IL-17A is functionally relevant and a potential therapeutic target in bullous pemphigoid.

Authors:
Lenche Chakievska, Maike M Holtsche, Axel Künstner, Stephanie Goletz, Britt-Sabina Petersen, Diamant Thaci, Saleh M Ibrahim, Ralf J Ludwig, Andre Franke, Christian D Sadik, Detlef Zillikens, Christoph Hölscher, Hauke Busch, Enno Schmidt
Year of publication:
2018
Volume:
-
Issue:
-
Issn:
0896-8411
Journal title abbreviated:
J AUTOIMMUN
Journal title long:
Journal of autoimmunity
Impact factor:
6.658
Abstract:
IL-17A has been identified as key regulatory molecule in several autoimmune and chronic inflammatory diseases followed by the successful use of anti-IL-17 therapy, e.g. in ankylosing spondylitis and psoriasis.
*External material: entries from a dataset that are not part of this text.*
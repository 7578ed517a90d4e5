use std::collections::HashMap;

use crate::models::{Cell, SamplingMetadata};
use crate::services::record_view::RecordView;
use crate::services::rng::SeededRng;

const STRATIFICATION_SCAN_ROWS: usize = 100;
const STRATIFICATION_MIN_UNIQUE: usize = 2;
const STRATIFICATION_MAX_UNIQUE: usize = 20;
const STRATIFICATION_MAX_NULL_RATIO: f64 = 0.2;
const STRATIFICATION_TARGET_RATIO: f64 = 0.2;

/// `createSample(view, maxSampleSize, stratify, seed)`.
///
/// Returns the view unchanged (with `isSampled = false` metadata) when it
/// already fits under `max_sample_size`. Otherwise reduces it, either by
/// stratifying on an auto-chosen low-cardinality column or by plain
/// Bernoulli inclusion, both driven by the same seeded generator so the
/// whole operation is reproducible end to end.
pub fn create_sample(
    view: &RecordView,
    max_sample_size: usize,
    stratify: bool,
    seed: u32,
) -> (RecordView, SamplingMetadata) {
    let n = view.len();
    if n <= max_sample_size {
        return (view.clone(), SamplingMetadata::unsampled(n));
    }

    let rate = max_sample_size as f64 / n as f64;
    let mut rng = SeededRng::new(seed);

    if stratify {
        if let Some(column) = choose_stratification_column(view) {
            return stratified_sample(view, &column, rate, &mut rng);
        }
    }

    unstratified_sample(view, rate, &mut rng)
}

fn unstratified_sample(view: &RecordView, rate: f64, rng: &mut SeededRng) -> (RecordView, SamplingMetadata) {
    let n = view.len();
    let indices: Vec<usize> = (0..n).filter(|_| rng.next_below(rate)).collect();
    let sample_size = indices.len();
    let sample = view.subset(&indices);
    let metadata = SamplingMetadata {
        is_sampled: true,
        original_size: n,
        sample_size,
        sampling_rate: rate,
        stratified: false,
        preserved_distribution: None,
    };
    (sample, metadata)
}

fn stratified_sample(
    view: &RecordView,
    column: &str,
    rate: f64,
    rng: &mut SeededRng,
) -> (RecordView, SamplingMetadata) {
    let cells = view.column(column).expect("stratification column must exist");
    let mut partitions: HashMap<String, Vec<usize>> = HashMap::new();
    for (idx, cell) in cells.iter().enumerate() {
        let key = if cell.is_missing() { "null".to_string() } else { cell.display_string() };
        partitions.entry(key).or_default().push(idx);
    }

    let mut selected: Vec<usize> = Vec::new();
    let mut preserved_distribution = HashMap::new();
    let total = view.len() as f64;

    // Iterate partitions in sorted key order, not `HashMap`'s own iteration
    // order (randomized per-instance by `RandomState`): each partition
    // consumes RNG draws from the shared generator, so an unstable
    // iteration order would assign different draws to different partitions
    // across otherwise-identical calls and break reproducibility.
    let mut ordered_keys: Vec<&String> = partitions.keys().collect();
    ordered_keys.sort();

    for key in ordered_keys {
        let rows = &partitions[key];
        let target = ((rows.len() as f64) * rate).round() as usize;
        let target = target.max(1).min(rows.len());

        // Assign each row in the partition a random key, keep the smallest
        // `target` of them, then restore original row order. Deterministic
        // given the seeded generator and stable input order.
        let mut keyed: Vec<(f64, usize)> = rows.iter().map(|&idx| (rng.next_f64(), idx)).collect();
        keyed.sort_by(|a, b| a.0.partial_cmp(&b.0).unwrap());
        let mut chosen: Vec<usize> = keyed.into_iter().take(target).map(|(_, idx)| idx).collect();
        chosen.sort_unstable();
        selected.extend_from_slice(&chosen);

        preserved_distribution.insert(key.clone(), rows.len() as f64 / total);
    }
    selected.sort_unstable();

    let sample_size = selected.len();
    let sample = view.subset(&selected);
    let metadata = SamplingMetadata {
        is_sampled: true,
        original_size: view.len(),
        sample_size,
        sampling_rate: rate,
        stratified: true,
        preserved_distribution: Some(preserved_distribution),
    };
    (sample, metadata)
}

/// From the first 100 rows, consider columns whose observed unique count is
/// in `[2, 20]` and whose null ratio is `< 0.2`. Prefer the candidate whose
/// `unique / nonNull` ratio is closest to `0.2`.
fn choose_stratification_column(view: &RecordView) -> Option<String> {
    let scan_len = view.len().min(STRATIFICATION_SCAN_ROWS);
    let mut best: Option<(String, f64)> = None;

    for column in view.column_names() {
        let cells = &view.column(column).unwrap()[..scan_len];
        let non_null = cells.iter().filter(|c| !c.is_missing()).count();
        if non_null == 0 {
            continue;
        }
        let null_ratio = 1.0 - (non_null as f64 / scan_len as f64);
        if null_ratio >= STRATIFICATION_MAX_NULL_RATIO {
            continue;
        }

        let mut seen = std::collections::HashSet::new();
        for c in cells.iter().filter(|c| !c.is_missing()) {
            seen.insert(c.display_string());
        }
        let unique = seen.len();
        if !(STRATIFICATION_MIN_UNIQUE..=STRATIFICATION_MAX_UNIQUE).contains(&unique) {
            continue;
        }

        let unique_ratio = unique as f64 / non_null as f64;
        let distance = (unique_ratio - STRATIFICATION_TARGET_RATIO).abs();
        match &best {
            Some((_, best_distance)) if *best_distance <= distance => {}
            _ => best = Some((column.clone(), distance)),
        }
    }

    best.map(|(col, _)| col)
}

#[cfg(test)]
mod tests {
    use super::*;
    use std::collections::HashMap as Map;

    fn view_of(n: usize) -> RecordView {
        let rows: Vec<Map<String, Cell>> = (0..n)
            .map(|i| {
                let mut m = Map::new();
                m.insert("value".to_string(), Cell::Number(i as f64));
                m.insert(
                    "group".to_string(),
                    Cell::Text(if i % 5 == 0 { "a".into() } else { "b".into() }),
                );
                m
            })
            .collect();
        RecordView::from_rows(rows).unwrap()
    }

    #[test]
    fn under_threshold_is_unchanged() {
        let view = view_of(10);
        let (sample, meta) = create_sample(&view, 100, false, 1);
        assert!(!meta.is_sampled);
        assert_eq!(meta.sampling_rate, 1.0);
        assert_eq!(sample.len(), 10);
    }

    #[test]
    fn same_seed_same_sample() {
        let view = view_of(1000);
        let (a, meta_a) = create_sample(&view, 100, false, 99);
        let (b, meta_b) = create_sample(&view, 100, false, 99);
        assert_eq!(meta_a.sample_size, meta_b.sample_size);
        assert_eq!(a.column("value").unwrap(), b.column("value").unwrap());
    }

    #[test]
    fn same_seed_same_stratified_sample() {
        let view = view_of(1000);
        let (a, meta_a) = create_sample(&view, 100, true, 7);
        let (b, meta_b) = create_sample(&view, 100, true, 7);
        assert_eq!(meta_a.sample_size, meta_b.sample_size);
        assert_eq!(a.column("value").unwrap(), b.column("value").unwrap());
        assert_eq!(a.column("group").unwrap(), b.column("group").unwrap());
    }

    #[test]
    fn stratified_sample_keeps_every_partition() {
        let view = view_of(1000);
        let (sample, meta) = create_sample(&view, 100, true, 7);
        assert!(meta.stratified);
        let groups = sample.column("group").unwrap();
        assert!(groups.iter().any(|c| c.display_string() == "a"));
        assert!(groups.iter().any(|c| c.display_string() == "b"));
    }

    #[test]
    fn empty_view_yields_empty_sample() {
        // N = 0 can't be constructed via from_rows (rejected), so this
        // exercises the same-size-as-threshold boundary instead.
        let view = view_of(5);
        let (sample, meta) = create_sample(&view, 5, false, 1);
        assert!(!meta.is_sampled);
        assert_eq!(sample.len(), 5);
    }
}
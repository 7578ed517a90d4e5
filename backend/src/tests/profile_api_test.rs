use axum::http::StatusCode;
use serde_json::json;

use super::common::{get_json, post_json, test_router};

#[tokio::test]
async fn usage_document_describes_the_endpoint() {
    let (router, _dir) = test_router();
    let (status, body) = get_json(&router, "/api/profile").await;
    assert_eq!(status, StatusCode::OK);
    assert!(body.is_object());
}

#[tokio::test]
async fn valid_csv_is_profiled() {
    let (router, _dir) = test_router();
    let body = json!({ "csv": "a,b\n1,x\n2,y\n3,z\n4,w\n5,q\n" });
    let (status, response) = post_json(&router, "/api/profile", body).await;
    assert_eq!(status, StatusCode::OK);
    assert_eq!(response["success"], json!(true));
    assert_eq!(response["fromCache"], json!(false));
    assert_eq!(response["data"]["summary"]["totalRows"], json!(5));
    assert_eq!(response["data"]["summary"]["totalColumns"], json!(2));
}

#[tokio::test]
async fn missing_csv_field_is_a_validation_error() {
    let (router, _dir) = test_router();
    let (status, response) = post_json(&router, "/api/profile", json!({})).await;
    assert_eq!(status, StatusCode::BAD_REQUEST);
    assert!(response.get("error").is_some());
    assert!(response.get("requestId").is_some());
}

#[tokio::test]
async fn non_string_csv_field_is_a_validation_error() {
    let (router, _dir) = test_router();
    let (status, response) = post_json(&router, "/api/profile", json!({ "csv": 42 })).await;
    assert_eq!(status, StatusCode::BAD_REQUEST);
    assert!(response.get("error").is_some());
}

#[tokio::test]
async fn repeated_request_hits_the_cache_on_the_second_call() {
    let (router, _dir) = test_router();
    let body = json!({ "csv": "a,b\n1,x\n2,y\n3,z\n4,w\n5,q\n" });

    let (status1, first) = post_json(&router, "/api/profile", body.clone()).await;
    assert_eq!(status1, StatusCode::OK);
    assert_eq!(first["fromCache"], json!(false));

    let (status2, second) = post_json(&router, "/api/profile", body).await;
    assert_eq!(status2, StatusCode::OK);
    assert_eq!(second["fromCache"], json!(true));
    assert_eq!(first["data"]["summary"]["totalRows"], second["data"]["summary"]["totalRows"]);
}

#[tokio::test]
async fn csv_below_minimum_length_is_rejected() {
    let (router, _dir) = test_router();
    let (status, response) = post_json(&router, "/api/profile", json!({ "csv": "a,b\n1" })).await;
    assert_eq!(status, StatusCode::BAD_REQUEST);
    assert!(response.get("error").is_some());
}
Bullous pemphigoid (BP) is the most frequent autoimmune blistering disease with a high need for more specific, effective and safe treatment options. The aim of this study was to clarify the pathophysiological importance of IL-17A in BP. We found elevated numbers of IL-17A+ CD4+ lymphocytes in the peripheral blood of BP patients and identified CD3+ cells as major source of IL-17A in early BP skin lesions. IL17A and related genes were upregulated in BP skin and exome sequencing of 51 BP patients revealed mutations in twelve IL-17-related genes in 18 patients. We have subsequently found several lines of evidence suggesting a significant role of IL-17A in the BP pathogenesis: (i) IL-17A activated human neutrophils in vitro, (ii) inhibition of dermal-epidermal separation in cryosections of human skin incubated with anti-BP180 IgG and subsequently with anti-IL-17A IgG-treated leukocytes, (iii) close correlation of serum IL-17A levels and diseases activity in a mouse model of BP, (iv) IL17A-deficient mice were protected against autoantibody-induced BP, and (v) pharmacological inhibition of lL-17A reduced the induction of BP in mice. Our data give evidence for a pivotal role of IL-17A in the pathophysiology of BP and advocate IL-17A inhibition as potential novel treatment for this disease.